Deutschland

Der Tourismus in Deutschland befindet sich im Aufwind

Deutschland-Reisen liegen nach Angaben des Statistischen Bundesamtes im Trend.
13.01.2020 09:11
Lesezeit: 1 min
Der Tourismus in Deutschland befindet sich im Aufwind
Zwei Touristen stehen auf dem Schauinsland und betrachten den Sonnenuntergang über dem Wolkenmeer. (Foto: dpa) Foto: Patrick Seeger

Nach einer Prognose des Statistischen Bundesamtes vom Montag hat die Zahl der Übernachtungen von Gästen aus dem In- und Ausland 2019 voraussichtlich einen Bestwert von 494,7 Millionen erreicht (plus 3,5 Prozent). Im Gesamtjahr 2018 waren es jüngsten Angaben zufolge rund 478 Millionen.

Im Zeitraum Januar bis November 2019 zählten Hotels und Pensionen 464,7 Millionen Übernachtungen. Das waren 3,7 Prozent mehr als im Vorjahreszeitraum. Bei Gästen aus dem Inland wurde ein Plus von 3,9 Prozent auf 381,1 Millionen erzielt. Die Zahl der Übernachtungen von ausländischen Reisenden stieg um 2,6 Prozent auf 83,6 Millionen. Allein im November wurde den Angaben zufolge insgesamt ein Zuwachs von 5,2 Prozent auf 32,5 Millionen Übernachtungen verzeichnet.

Die Branche profitiert seit längerem davon, dass Deutschland-Reisen im Trend liegen. Hinzu kommen Geschäftsreisende und Messe-Gäste. Die Wiesbadener Statistiker berücksichtigen bei ihren Berechnungen Beherbergungsbetriebe mit mindestens zehn Betten.

Staatliche Förderung benötigt

Die Betriebe der deutschen Tourismuswirtschaft tragen einem Antrag der FDP-Fraktion im Bundestag zufolge 105,3 Milliarden Euro zum Bruttoinlandsprodukt (BIP) bei. Der Tourismussektor hat an der deutschen Bruttowertschöpfung einen Anteil von 6,8 Prozent und steht damit im Branchenvergleich an dritter Stelle. Der Tourismus wird mehrheitlich “durch kleine und mittlere Betriebe, welche sich überwiegend in Familienhand befinden, geprägt.”

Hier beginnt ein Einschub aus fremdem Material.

use serde::Serialize;

use crate::parser::{QueryComparers, QueryParser, TokenStream, WordComparer};

/// Which semantically significant clauses a query text contains.
///
/// Built once per query text; it only selects comparison strategy and the
/// clause-specific checks, it never changes the query.
#[derive(Debug, Clone, Copy, Default, PartialEq, Eq, Serialize)]
pub struct ClauseProfile {
    pub has_group_by: bool,
    pub has_order_by: bool,
    pub has_having: bool,
    pub has_distinct: bool,
    /// `SELECT DISTINCT` of the outermost query, the only one that makes
    /// output rows unique.
    pub has_outer_distinct: bool,
    pub has_join: bool,
    pub has_limit: bool,
    pub has_union: bool,
    pub has_subquery: bool,
    pub has_window: bool,
    pub has_null_check: bool,
    pub has_qualify: bool,
    pub has_case: bool,
    pub has_where: bool,
}

impl ClauseProfile {
    pub fn detect(query: &str) -> Self {
        Self::detect_in(&QueryParser::tokenize_query(query))
    }

    pub fn detect_in(stream: &TokenStream) -> Self {
        let c = QueryComparers::new();
        let depths = stream.depths();
        let mut profile = Self::default();
        let mut bag_set_operation = false;

        for i in stream.significant_indexes() {
            let hit = |comparer: &WordComparer| comparer.matches(stream, i);

            profile.has_group_by |= hit(&c.group_by);
            // only an outermost ORDER BY fixes the order of the output rows
            profile.has_order_by |= depths[i] == 0 && hit(&c.order_by);
            profile.has_having |= hit(&c.having);
            profile.has_distinct |= hit(&c.distinct);
            if depths[i] == 0 {
                let token = &stream.tokens[i];
                profile.has_outer_distinct |= token.is_keyword("DISTINCT")
                    && stream.significant_before(i).is_some_and(|p| stream.tokens[p].is_keyword("SELECT"));
                bag_set_operation |= token.is_any_keyword(&["UNION", "INTERSECT", "EXCEPT"])
                    && stream.significant_after(i).is_some_and(|n| stream.tokens[n].is_keyword("ALL"));
            }
            profile.has_join |= hit(&c.join);
            profile.has_limit |= hit(&c.limit) || hit(&c.fetch_first);
            profile.has_union |= hit(&c.union) || hit(&c.intersect) || hit(&c.except);
            profile.has_subquery |= hit(&c.nested_select) || hit(&c.exists);
            profile.has_window |= hit(&c.rank) || hit(&c.row_number) || hit(&c.dense_rank) || hit(&c.over);
            profile.has_null_check |= hit(&c.is_null) || hit(&c.is_not_null);
            profile.has_qualify |= hit(&c.qualify);
            profile.has_case |= hit(&c.case_when) || hit(&c.r#if);
            profile.has_where |= hit(&c.r#where);
        }

        // `UNION ALL` and friends may reintroduce duplicates after a DISTINCT branch
        profile.has_outer_distinct &= !bag_set_operation;
        profile
    }

    /// Row order only matters when the query asks for it.
    pub fn requires_ordering(&self) -> bool {
        self.has_order_by
    }
}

Allerdings kritisiert die FDP-Fraktion, dass die betroffenen Betriebe oftmals einen unzureichenden Zugang zur staatlichen Fördermitteln und Finanzierungen haben. Staatliche Fördermittel seien aber sehr wichtig, da beispielsweise das Gastgewerbe eine durchschnittlich geringe Eigenkapitalquote von acht Prozent aufweist.

Die FDP-Fraktion fordert von der Bundesregierung die Schaffung einer “Tourismus-Agentur als ,One-Stop Shop’-Lösung nach dem Vorbild der Österreichischen ÖHT, welche vorrangig mittelständische Tourismusunternehmen durch Experten aus der Praxis zu Förder- und Finanzierungsthemen berät und auf geeignete und für die entsprechenden Unternehmen in Frage kommenden Programme der Europäischen Union, des Bundes, der Länder und darüber hinaus verweisen kann und somit einen kompetenten Ansprechpartner darstellt.”

Der Generalsekretär des Bundesverbandes der Deutschen Tourismuswirtschaft (BTW), Michael Rabe, fordert von der Bundesregierung Maßnahmen zur Verbesserung der Wettbewerbsfähigkeit der deutschen Tourismusbranche. Die Unternehmen würden durch “überbordende Bürokratie und praxisfremde Regelungen viel zu viel Zeit und Geld” verlieren.

Auch der Deutsche Hotel- und Gaststättenverbandes (Dehoga) fordert die Politik zu konkreten Taten auf. “Für uns gehören dazu an vorderster Stelle die längst überfällige Flexibilisierung des Arbeitszeitgesetzes, der konsequente Abbau von Bürokratie sowie die dringend benötigte faire Besteuerung der Gastronomie”, so Dehoga-Präsident Guido Zöllick.